What the exercise asks: Only one stretch of the data below is needed. Output the lines from the one with "that the banking" up to and including the one with "for bare statuses.", exactly as they stand.

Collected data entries
::::
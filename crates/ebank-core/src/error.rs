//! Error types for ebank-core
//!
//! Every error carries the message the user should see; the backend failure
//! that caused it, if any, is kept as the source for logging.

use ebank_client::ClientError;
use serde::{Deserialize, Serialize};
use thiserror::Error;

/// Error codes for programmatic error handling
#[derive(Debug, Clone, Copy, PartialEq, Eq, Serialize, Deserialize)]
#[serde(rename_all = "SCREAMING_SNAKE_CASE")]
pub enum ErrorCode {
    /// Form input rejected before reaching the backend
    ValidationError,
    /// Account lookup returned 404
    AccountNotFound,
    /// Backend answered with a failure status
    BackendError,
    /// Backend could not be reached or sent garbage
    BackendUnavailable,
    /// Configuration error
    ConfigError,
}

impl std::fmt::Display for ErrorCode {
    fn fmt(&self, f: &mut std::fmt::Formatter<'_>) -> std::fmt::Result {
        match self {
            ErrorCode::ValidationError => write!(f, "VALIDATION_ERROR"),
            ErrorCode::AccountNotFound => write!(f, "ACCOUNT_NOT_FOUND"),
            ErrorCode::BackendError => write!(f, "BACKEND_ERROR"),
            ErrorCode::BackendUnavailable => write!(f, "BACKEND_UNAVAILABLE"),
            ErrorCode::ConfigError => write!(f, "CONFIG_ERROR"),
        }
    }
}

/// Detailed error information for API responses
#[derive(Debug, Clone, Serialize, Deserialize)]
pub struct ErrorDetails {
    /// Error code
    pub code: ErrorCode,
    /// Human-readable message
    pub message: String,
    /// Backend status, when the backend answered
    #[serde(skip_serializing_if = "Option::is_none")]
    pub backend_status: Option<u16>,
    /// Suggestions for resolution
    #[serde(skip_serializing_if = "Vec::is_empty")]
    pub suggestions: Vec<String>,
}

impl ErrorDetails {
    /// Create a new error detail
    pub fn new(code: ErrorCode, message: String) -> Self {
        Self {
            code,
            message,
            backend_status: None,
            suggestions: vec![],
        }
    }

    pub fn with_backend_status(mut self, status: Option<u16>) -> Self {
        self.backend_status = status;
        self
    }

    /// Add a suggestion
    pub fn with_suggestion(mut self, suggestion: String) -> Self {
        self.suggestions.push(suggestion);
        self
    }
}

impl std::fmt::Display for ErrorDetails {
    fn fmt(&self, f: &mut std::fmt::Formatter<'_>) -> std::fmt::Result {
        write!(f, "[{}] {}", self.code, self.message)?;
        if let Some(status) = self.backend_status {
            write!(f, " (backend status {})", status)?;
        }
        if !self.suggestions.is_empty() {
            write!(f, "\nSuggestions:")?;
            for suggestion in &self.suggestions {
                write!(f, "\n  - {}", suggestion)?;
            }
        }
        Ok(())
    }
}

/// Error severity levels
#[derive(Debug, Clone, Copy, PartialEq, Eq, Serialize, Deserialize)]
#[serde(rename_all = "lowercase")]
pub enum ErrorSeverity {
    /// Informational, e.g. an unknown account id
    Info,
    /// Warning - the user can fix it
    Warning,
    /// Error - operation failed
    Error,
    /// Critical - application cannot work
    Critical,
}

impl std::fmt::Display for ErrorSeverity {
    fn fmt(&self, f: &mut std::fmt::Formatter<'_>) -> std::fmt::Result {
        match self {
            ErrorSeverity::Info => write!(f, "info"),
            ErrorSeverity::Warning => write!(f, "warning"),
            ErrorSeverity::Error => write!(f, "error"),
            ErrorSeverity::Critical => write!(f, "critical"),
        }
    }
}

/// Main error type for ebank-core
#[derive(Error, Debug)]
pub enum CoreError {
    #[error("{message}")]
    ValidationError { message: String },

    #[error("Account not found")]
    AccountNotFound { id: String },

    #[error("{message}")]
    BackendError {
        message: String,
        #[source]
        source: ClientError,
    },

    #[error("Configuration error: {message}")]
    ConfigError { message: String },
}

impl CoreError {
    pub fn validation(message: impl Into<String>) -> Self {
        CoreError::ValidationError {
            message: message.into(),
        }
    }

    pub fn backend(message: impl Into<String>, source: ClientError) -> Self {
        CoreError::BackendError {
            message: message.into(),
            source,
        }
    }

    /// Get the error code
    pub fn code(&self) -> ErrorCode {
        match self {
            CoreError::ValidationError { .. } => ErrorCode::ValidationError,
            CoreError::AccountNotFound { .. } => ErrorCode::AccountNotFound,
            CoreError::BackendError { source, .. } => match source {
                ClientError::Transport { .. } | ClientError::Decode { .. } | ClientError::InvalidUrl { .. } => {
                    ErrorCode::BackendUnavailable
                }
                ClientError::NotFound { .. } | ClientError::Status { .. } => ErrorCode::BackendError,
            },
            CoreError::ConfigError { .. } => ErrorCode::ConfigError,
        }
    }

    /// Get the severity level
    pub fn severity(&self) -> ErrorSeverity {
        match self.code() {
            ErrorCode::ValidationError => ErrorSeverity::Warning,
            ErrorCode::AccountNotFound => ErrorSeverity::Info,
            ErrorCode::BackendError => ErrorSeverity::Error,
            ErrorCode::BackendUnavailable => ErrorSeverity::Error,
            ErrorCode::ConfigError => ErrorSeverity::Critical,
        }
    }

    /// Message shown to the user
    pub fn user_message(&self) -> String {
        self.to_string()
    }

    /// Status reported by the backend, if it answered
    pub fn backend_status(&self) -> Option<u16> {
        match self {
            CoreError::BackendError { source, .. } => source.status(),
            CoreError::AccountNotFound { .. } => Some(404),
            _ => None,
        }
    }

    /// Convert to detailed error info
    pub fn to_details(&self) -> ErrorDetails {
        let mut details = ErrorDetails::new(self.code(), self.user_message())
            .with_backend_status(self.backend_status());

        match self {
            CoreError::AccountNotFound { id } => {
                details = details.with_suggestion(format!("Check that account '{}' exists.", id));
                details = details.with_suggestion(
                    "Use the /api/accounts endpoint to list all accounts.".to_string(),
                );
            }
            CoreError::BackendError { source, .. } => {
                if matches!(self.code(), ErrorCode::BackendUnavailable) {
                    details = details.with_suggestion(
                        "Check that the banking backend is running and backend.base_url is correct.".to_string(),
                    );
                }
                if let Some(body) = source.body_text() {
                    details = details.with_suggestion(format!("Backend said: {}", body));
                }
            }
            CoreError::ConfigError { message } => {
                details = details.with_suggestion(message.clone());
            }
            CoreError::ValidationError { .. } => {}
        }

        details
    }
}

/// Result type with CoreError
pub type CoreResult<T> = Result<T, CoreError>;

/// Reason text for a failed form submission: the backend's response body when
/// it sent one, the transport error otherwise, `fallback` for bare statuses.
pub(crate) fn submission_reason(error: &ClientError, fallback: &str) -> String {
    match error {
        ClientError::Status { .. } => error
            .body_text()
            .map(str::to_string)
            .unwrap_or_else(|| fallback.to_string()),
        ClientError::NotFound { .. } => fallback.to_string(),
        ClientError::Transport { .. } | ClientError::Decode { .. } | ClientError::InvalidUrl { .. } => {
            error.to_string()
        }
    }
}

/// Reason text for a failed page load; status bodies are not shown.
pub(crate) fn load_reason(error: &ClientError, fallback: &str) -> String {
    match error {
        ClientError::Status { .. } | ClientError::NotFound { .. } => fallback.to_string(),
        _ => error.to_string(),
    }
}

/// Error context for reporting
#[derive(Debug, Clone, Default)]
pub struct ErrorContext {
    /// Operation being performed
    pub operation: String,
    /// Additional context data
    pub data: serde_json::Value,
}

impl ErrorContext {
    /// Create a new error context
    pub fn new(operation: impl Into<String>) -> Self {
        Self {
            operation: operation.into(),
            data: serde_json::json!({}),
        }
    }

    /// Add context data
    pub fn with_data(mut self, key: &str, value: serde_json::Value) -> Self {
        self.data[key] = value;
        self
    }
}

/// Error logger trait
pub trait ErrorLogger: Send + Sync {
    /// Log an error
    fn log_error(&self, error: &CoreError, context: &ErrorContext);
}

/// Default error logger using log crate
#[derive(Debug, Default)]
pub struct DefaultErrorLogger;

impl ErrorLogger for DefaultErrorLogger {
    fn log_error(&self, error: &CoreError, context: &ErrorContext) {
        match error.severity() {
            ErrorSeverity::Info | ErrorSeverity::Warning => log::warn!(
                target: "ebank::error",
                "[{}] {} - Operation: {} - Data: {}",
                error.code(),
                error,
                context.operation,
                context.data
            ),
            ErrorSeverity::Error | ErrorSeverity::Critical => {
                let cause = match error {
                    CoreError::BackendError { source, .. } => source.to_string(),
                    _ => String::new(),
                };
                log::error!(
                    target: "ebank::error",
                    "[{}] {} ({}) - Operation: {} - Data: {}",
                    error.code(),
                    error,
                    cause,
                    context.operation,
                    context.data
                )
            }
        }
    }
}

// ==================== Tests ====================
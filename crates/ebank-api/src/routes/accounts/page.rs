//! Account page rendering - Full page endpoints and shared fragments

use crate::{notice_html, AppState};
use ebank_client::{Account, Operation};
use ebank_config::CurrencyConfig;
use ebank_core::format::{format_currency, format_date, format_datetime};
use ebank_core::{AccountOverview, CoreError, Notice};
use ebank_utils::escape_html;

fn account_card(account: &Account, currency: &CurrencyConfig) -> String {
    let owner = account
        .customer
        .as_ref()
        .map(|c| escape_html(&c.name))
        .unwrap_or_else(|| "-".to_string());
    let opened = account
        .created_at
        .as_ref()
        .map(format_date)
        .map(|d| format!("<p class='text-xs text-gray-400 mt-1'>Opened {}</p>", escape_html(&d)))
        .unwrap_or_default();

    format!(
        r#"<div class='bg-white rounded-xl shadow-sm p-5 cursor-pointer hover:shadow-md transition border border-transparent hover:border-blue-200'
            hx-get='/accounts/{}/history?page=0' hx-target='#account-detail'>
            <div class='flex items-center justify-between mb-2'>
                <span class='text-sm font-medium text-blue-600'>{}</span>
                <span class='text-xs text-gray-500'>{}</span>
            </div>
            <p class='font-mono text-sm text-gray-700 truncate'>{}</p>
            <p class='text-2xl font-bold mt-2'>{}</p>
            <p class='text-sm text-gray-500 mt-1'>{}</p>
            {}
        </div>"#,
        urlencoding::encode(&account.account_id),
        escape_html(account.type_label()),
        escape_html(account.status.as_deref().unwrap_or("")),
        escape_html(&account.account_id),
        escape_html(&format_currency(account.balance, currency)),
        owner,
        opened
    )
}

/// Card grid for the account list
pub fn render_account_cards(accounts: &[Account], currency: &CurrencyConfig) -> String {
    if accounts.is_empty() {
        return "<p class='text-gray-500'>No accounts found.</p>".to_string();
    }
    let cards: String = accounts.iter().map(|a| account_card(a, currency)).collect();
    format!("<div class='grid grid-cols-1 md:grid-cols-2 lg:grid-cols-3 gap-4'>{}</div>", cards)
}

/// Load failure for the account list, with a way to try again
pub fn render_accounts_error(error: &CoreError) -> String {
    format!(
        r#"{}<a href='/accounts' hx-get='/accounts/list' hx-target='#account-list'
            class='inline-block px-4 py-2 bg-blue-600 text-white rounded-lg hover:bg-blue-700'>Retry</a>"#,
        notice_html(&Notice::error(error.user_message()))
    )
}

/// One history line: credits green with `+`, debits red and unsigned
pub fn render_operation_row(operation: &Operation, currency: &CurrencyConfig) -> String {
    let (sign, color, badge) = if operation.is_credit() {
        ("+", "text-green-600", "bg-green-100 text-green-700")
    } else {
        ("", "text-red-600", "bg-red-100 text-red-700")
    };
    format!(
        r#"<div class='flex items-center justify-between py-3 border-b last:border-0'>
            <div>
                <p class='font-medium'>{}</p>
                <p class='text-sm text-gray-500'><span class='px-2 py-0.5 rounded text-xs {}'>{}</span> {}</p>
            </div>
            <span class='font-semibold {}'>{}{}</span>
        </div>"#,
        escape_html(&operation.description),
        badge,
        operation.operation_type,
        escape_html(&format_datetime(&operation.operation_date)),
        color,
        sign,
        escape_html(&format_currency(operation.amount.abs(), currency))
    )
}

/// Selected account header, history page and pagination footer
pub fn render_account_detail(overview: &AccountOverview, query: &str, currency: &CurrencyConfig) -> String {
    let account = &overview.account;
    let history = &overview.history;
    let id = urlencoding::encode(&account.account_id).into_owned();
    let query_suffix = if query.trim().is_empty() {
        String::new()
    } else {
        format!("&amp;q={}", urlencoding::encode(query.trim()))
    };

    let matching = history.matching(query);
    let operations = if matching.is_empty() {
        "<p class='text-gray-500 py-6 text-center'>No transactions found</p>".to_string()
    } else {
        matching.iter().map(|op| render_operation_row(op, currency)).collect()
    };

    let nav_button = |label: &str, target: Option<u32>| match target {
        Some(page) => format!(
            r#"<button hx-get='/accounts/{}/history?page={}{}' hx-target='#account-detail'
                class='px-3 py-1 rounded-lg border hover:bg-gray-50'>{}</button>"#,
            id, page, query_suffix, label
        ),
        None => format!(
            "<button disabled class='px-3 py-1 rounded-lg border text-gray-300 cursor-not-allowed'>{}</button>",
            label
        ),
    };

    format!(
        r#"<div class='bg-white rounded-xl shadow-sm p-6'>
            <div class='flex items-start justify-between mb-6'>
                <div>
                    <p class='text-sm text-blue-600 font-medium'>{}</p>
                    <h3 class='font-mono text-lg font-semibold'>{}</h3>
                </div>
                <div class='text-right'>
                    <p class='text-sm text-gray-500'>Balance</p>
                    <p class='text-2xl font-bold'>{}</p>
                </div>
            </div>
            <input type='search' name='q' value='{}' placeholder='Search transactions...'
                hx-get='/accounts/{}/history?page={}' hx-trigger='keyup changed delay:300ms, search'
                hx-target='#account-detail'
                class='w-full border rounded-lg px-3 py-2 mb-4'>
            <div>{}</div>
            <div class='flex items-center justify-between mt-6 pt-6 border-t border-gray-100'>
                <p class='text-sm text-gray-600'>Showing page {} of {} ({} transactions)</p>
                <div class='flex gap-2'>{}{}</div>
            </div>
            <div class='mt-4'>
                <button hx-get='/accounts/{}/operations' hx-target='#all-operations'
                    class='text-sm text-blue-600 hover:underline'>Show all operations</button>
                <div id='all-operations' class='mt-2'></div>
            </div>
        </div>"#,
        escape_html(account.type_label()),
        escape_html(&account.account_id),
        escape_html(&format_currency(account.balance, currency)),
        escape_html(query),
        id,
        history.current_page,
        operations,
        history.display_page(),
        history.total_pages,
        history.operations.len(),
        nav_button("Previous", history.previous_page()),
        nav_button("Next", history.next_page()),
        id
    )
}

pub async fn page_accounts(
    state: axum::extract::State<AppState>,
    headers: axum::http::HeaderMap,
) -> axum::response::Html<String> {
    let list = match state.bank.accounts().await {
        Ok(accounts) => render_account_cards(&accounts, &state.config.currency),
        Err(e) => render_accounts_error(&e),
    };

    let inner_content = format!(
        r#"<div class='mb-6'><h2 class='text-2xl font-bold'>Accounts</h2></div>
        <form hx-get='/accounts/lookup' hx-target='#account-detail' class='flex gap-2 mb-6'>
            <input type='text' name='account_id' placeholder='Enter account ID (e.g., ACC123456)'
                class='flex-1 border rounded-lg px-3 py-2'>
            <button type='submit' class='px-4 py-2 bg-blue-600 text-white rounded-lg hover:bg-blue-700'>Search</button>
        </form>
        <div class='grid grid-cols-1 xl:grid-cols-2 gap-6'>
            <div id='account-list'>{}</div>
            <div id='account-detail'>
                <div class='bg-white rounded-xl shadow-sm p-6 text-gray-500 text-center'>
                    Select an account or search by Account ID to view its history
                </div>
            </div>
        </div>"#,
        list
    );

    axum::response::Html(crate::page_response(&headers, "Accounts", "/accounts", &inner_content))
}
::::
Task solution:
                        "Check that the banking backend is running and backend.base_url is correct.".to_string(),
                    );
                }
                if let Some(body) = source.body_text() {
                    details = details.with_suggestion(format!("Backend said: {}", body));
                }
            }
            CoreError::ConfigError { message } => {
                details = details.with_suggestion(message.clone());
            }
            CoreError::ValidationError { .. } => {}
        }

        details
    }
}

/// Result type with CoreError
pub type CoreResult<T> = Result<T, CoreError>;

/// Reason text for a failed form submission: the backend's response body when
/// it sent one, the transport error otherwise, `fallback` for bare statuses.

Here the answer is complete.